Kentucky State Auditor Crit Luallen said Tuesday that her office has put law enforcement agencies on notice about possible criminal wrongdoing at Blue Grass Airport.
“We have made initial contact with the appropriate law enforcement agencies to advise them that we are aggressively pursuing this audit,” Luallen said.
While she said her auditors currently don’t have specific evidence of criminal activity, “we’re appalled at the examples of spending that have already been made public in this case.”
Thousands of dollars worth of electronics, DVDs and Nintendo Wii video games have been charged to the airport, airport documents show. The airport’s attorney has said it is unclear who has those items and where they are.

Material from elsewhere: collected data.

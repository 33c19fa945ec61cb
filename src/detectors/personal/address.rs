/// Street address heuristic detector
///
/// Matches "<number> <Name> <street type>" with the street types common
/// in Australian addressing. Like the name heuristic, this exists mainly
/// as a co-occurrence partner for identifier findings.
use crate::core::{Detector, Finding, PIType, ValidatorRegistry};
use crate::detectors::build_finding;
use once_cell::sync::Lazy;
use regex::Regex;
use std::sync::Arc;

static ADDRESS_PATTERN: Lazy<Regex> = Lazy::new(|| {
    Regex::new(
        r"(?x)
        \b\d{1,5}[a-zA-Z]?\s
        (?:[A-Z][a-z]+\s){1,3}
        (?:Street|St|Road|Rd|Avenue|Ave|Drive|Dr|Court|Ct|Place|Pl|Lane|Ln
          |Parade|Pde|Crescent|Cres|Highway|Hwy|Terrace|Tce|Boulevard|Blvd
          |Circuit|Cct|Esplanade|Grove|Way)\b
        ",
    )
    .expect("Failed to compile address regex")
});

pub struct AddressDetector {
    validators: Arc<ValidatorRegistry>,
}

impl AddressDetector {
    pub fn new(validators: Arc<ValidatorRegistry>) -> Self {
        Self { validators }
    }
}

impl Detector for AddressDetector {
    fn name(&self) -> &str {
        "address"
    }

    fn detect(&self, text: &str, file_name: &str) -> Vec<Finding> {
        let mut findings = Vec::new();

        for capture in ADDRESS_PATTERN.find_iter(text) {
            findings.push(build_finding(
                text,
                capture.start(),
                capture.end(),
                PIType::Address,
                self.name(),
                file_name,
                &self.validators,
            ));
        }

        findings
    }

    fn description(&self) -> Option<String> {
        Some(
            "Heuristic street-address detector (number + name + street type). \
             Primarily a co-occurrence signal."
                .to_string(),
        )
    }
}
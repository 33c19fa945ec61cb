/// HTML report renderer
use crate::core::ScanResult;
use crate::reporter::mask_finding;
use anyhow::{Context as AnyhowContext, Result};
use chrono::Local;
use std::path::Path;
use tera::{Context, Tera};

pub struct HtmlReporter {
    template: String,
}

impl HtmlReporter {
    pub fn new() -> Self {
        Self {
            template: Self::default_template(),
        }
    }

    /// Render the report and write it to a file
    pub fn write_to_file(&self, result: &ScanResult, output_path: &Path) -> Result<()> {
        let html = self.render(result)?;
        std::fs::write(output_path, html)
            .with_context(|| format!("Failed to write HTML to {}", output_path.display()))?;
        Ok(())
    }

    /// Render the report as a string
    pub fn render(&self, result: &ScanResult) -> Result<String> {
        let mut tera = Tera::default();
        tera.add_raw_template("report.html", &self.template)
            .context("Failed to parse report template")?;

        let mut context = Context::new();
        context.insert("repository", &result.repository.url);
        context.insert("generated", &Local::now().format("%Y-%m-%d %H:%M:%S").to_string());
        context.insert("total_files", &result.stats.total_files);
        context.insert("scanned_files", &result.stats.scanned_files);
        context.insert("skipped_files", &result.stats.skipped_files);
        context.insert("total_findings", &result.stats.total_findings);
        context.insert(
            "duration_secs",
            &format!("{:.2}", result.duration as f64 / 1_000_000_000.0),
        );

        let by_risk = |level: &str| -> usize {
            result
                .stats
                .findings_by_risk
                .get(level)
                .copied()
                .unwrap_or(0)
        };
        context.insert("critical_count", &by_risk("CRITICAL"));
        context.insert("high_count", &by_risk("HIGH"));
        context.insert("medium_count", &by_risk("MEDIUM"));
        context.insert("low_count", &by_risk("LOW"));

        let findings: Vec<_> = result
            .findings
            .iter()
            .map(|f| {
                let mut row = std::collections::HashMap::new();
                row.insert("file", f.file.clone());
                row.insert("line", f.line.to_string());
                row.insert("pi_type", f.pi_type.tag());
                row.insert("masked", mask_finding(f));
                row.insert("risk", f.risk_level.to_string());
                row.insert("confidence", format!("{:.2}", f.confidence));
                row.insert("validated", f.validated.to_string());
                row.insert("detector", f.detector_name.clone());
                row
            })
            .collect();
        context.insert("findings", &findings);
        context.insert("errors", &result.errors);

        tera.render("report.html", &context)
            .context("Failed to render report template")
    }

    fn default_template() -> String {
        r#"<!DOCTYPE html>
<html lang="en">
<head>
<meta charset="utf-8">
<title>PI-Sentinel scan report</title>
<style>
  body { font-family: -apple-system, "Segoe UI", sans-serif; margin: 2rem; color: #222; }
  h1 { font-size: 1.4rem; }
  .cards { display: flex; gap: 1rem; margin: 1rem 0; flex-wrap: wrap; }
  .card { border: 1px solid #ddd; border-radius: 6px; padding: 0.8rem 1.2rem; min-width: 7rem; }
  .card .num { font-size: 1.6rem; font-weight: 600; }
  .critical { color: #b91c1c; }
  .high { color: #dc2626; }
  .medium { color: #d97706; }
  .low { color: #16a34a; }
  table { border-collapse: collapse; width: 100%; margin-top: 1rem; }
  th, td { text-align: left; padding: 0.4rem 0.6rem; border-bottom: 1px solid #eee; font-size: 0.9rem; }
  th { background: #f8f8f8; }
  .tag { font-weight: 600; }
  footer { margin-top: 2rem; color: #888; font-size: 0.8rem; }
</style>
</head>
<body>
<h1>PI-Sentinel scan report</h1>
<p>Repository: <strong>{{ repository }}</strong> &middot; generated {{ generated }}</p>

<div class="cards">
  <div class="card"><div class="num">{{ total_findings }}</div>findings</div>
  <div class="card critical"><div class="num">{{ critical_count }}</div>critical</div>
  <div class="card high"><div class="num">{{ high_count }}</div>high</div>
  <div class="card medium"><div class="num">{{ medium_count }}</div>medium</div>
  <div class="card low"><div class="num">{{ low_count }}</div>low</div>
  <div class="card"><div class="num">{{ scanned_files }}</div>files scanned</div>
</div>

<p>{{ total_files }} files discovered, {{ skipped_files }} skipped, finished in {{ duration_secs }}s.</p>

{% if findings | length > 0 %}
<table>
  <tr><th>Risk</th><th>Type</th><th>Value</th><th>Location</th><th>Confidence</th><th>Validated</th><th>Detector</th></tr>
  {% for f in findings %}
  <tr>
    <td class="{{ f.risk | lower }}">{{ f.risk }}</td>
    <td class="tag">{{ f.pi_type }}</td>
    <td><code>{{ f.masked }}</code></td>
    <td>{{ f.file }}:{{ f.line }}</td>
    <td>{{ f.confidence }}</td>
    <td>{{ f.validated }}</td>
    <td>{{ f.detector }}</td>
  </tr>
  {% endfor %}
</table>
{% else %}
<p>No findings.</p>
{% endif %}

{% if errors | length > 0 %}
<h2>File errors</h2>
<ul>
  {% for e in errors %}<li>{{ e }}</li>{% endfor %}
</ul>
{% endif %}

<footer>Generated by pi-sentinel. Values are masked; raw matches live in the JSON artefact.</footer>
</body>
</html>"#
            .to_string()
    }
}

impl Default for HtmlReporter {
    fn default() -> Self {
        Self::new()
    }
}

Luallen’s office began auditing the airport after articles appeared in the Herald-Leader about excessive expenditures that former airport Executive Director Michael Gobb made using airport money. Gobb resigned last week.
The review of the airport’s accounting is a high priority for her office, Luallen said.
“It is our goal to get this done in a matter of weeks, not months,” she said. “We’re trying to be as diligent as we can to get to the bottom of this as quickly as possible.”
Seven auditors from Luallen’s office are working on the audit.
She went on to say that, based on news accounts, it was clear a serious problem with financial management and the oversight of spending existed at the airport. Among questionable expenditures is $4,500 that was charged by three employees, including Gobb, on an airport credit card in 2003 for an evening at a Texas strip club.
The Herald-Leader found that financial controls at the airport were so lax that the seven airport officials who were assigned credit cards incurred more than $8,000 in finance charges and late fees over the last three years.
Airport Board Chairman Bernard Lovely told the Herald-Leader on Monday that such charges “would not be an issue in the future.” Lovely also said he would cancel the seven employee credit cards — one of the first procedural changes made at the airport since Gobb resigned.
Luallen said she generally puts law enforcement agencies on notice when she thinks there might be wrongdoing, then keeps those agencies apprised as audits proceed. But her office doesn’t refer a particular case to law enforcement until after an audit has been completed, she said.
“I believe it is critical that the airport have strong, qualified management during what is a difficult period,” Luallen said. “They need to make a decision quickly about getting some management expertise at the top there.”
Lovely, who had stepped in to oversee airport operations after Gobb’s resignation, also has come under fire.
A committee of the Urban County Council unanimously called Tuesday for Lovely, who had been responsible for signing off on Gobb’s expenses, to step aside as chairman and stop overseeing airport operations until Luallen’s audit is finished. Lovely did not return phone calls requesting comment.
Imposing new long-term accounting procedures will be key to cleaning up the airport mess, city leaders said.
“We all agree that the conduct we’ve heard about is disgusting, it was appalling, it was grossly inappropriate,” said Mayor Jim Newberry, who appoints the airport board’s members.
He said it’s up to the board to set the checks and balances and added that board members seem to be moving swiftly to do so.
Up to this point, much of the airport credit card approval process rested on Gobb. The other six administrators would receive their statements, make notes — usually one or two words — about the purpose of each expense and then send them to Gobb for approval, said Thomas Halbleib, the airport’s attorney.
Gobb was supposed to send his statements to Lovely for approval, but as the Herald-Leader reported last month, e-mail messages between Gobb and Lovely suggest that the chairman didn’t see all of Gobb’s expenses.
In addition, Gobb appeared to be approving expenditures that he himself had made or had other administrators make on their cards.
But many times in the last three years, credit-card bills either weren’t paid in full by accounting or checks were mailed late.
“It’s money that’s really just going down the drain, as I see it,” said Councilman Julian Beard. “In my opinion, they are extremely undisciplined in how they handle this.”
The airport recently received a clean bill of financial health from an auditing firm hired by the city.
But that audit, conducted by Potter & Co. in Lexington, wasn’t meant to delve into detailed accounts and payment procedures. The audit focused on verifying the airport’s big-picture financial condition, such as whether the $143 million entity was operating in the black, which it is.
The audit states that it is the airport board’s management that “has established a comprehensive internal control framework that is designed to protect the assets from loss, theft or misuse.”
Jeff Payne, associate professor of accounting at the University of Kentucky, said such an audit wouldn’t normally pick up problems with credit cards unless the entity made a majority of its purchases through those cards.
But he said the airport wouldn’t be the first agency or company to see waste from procurement cards.
“I would say it’s not unusual,” Payne said. “They have to be very tightly monitored.”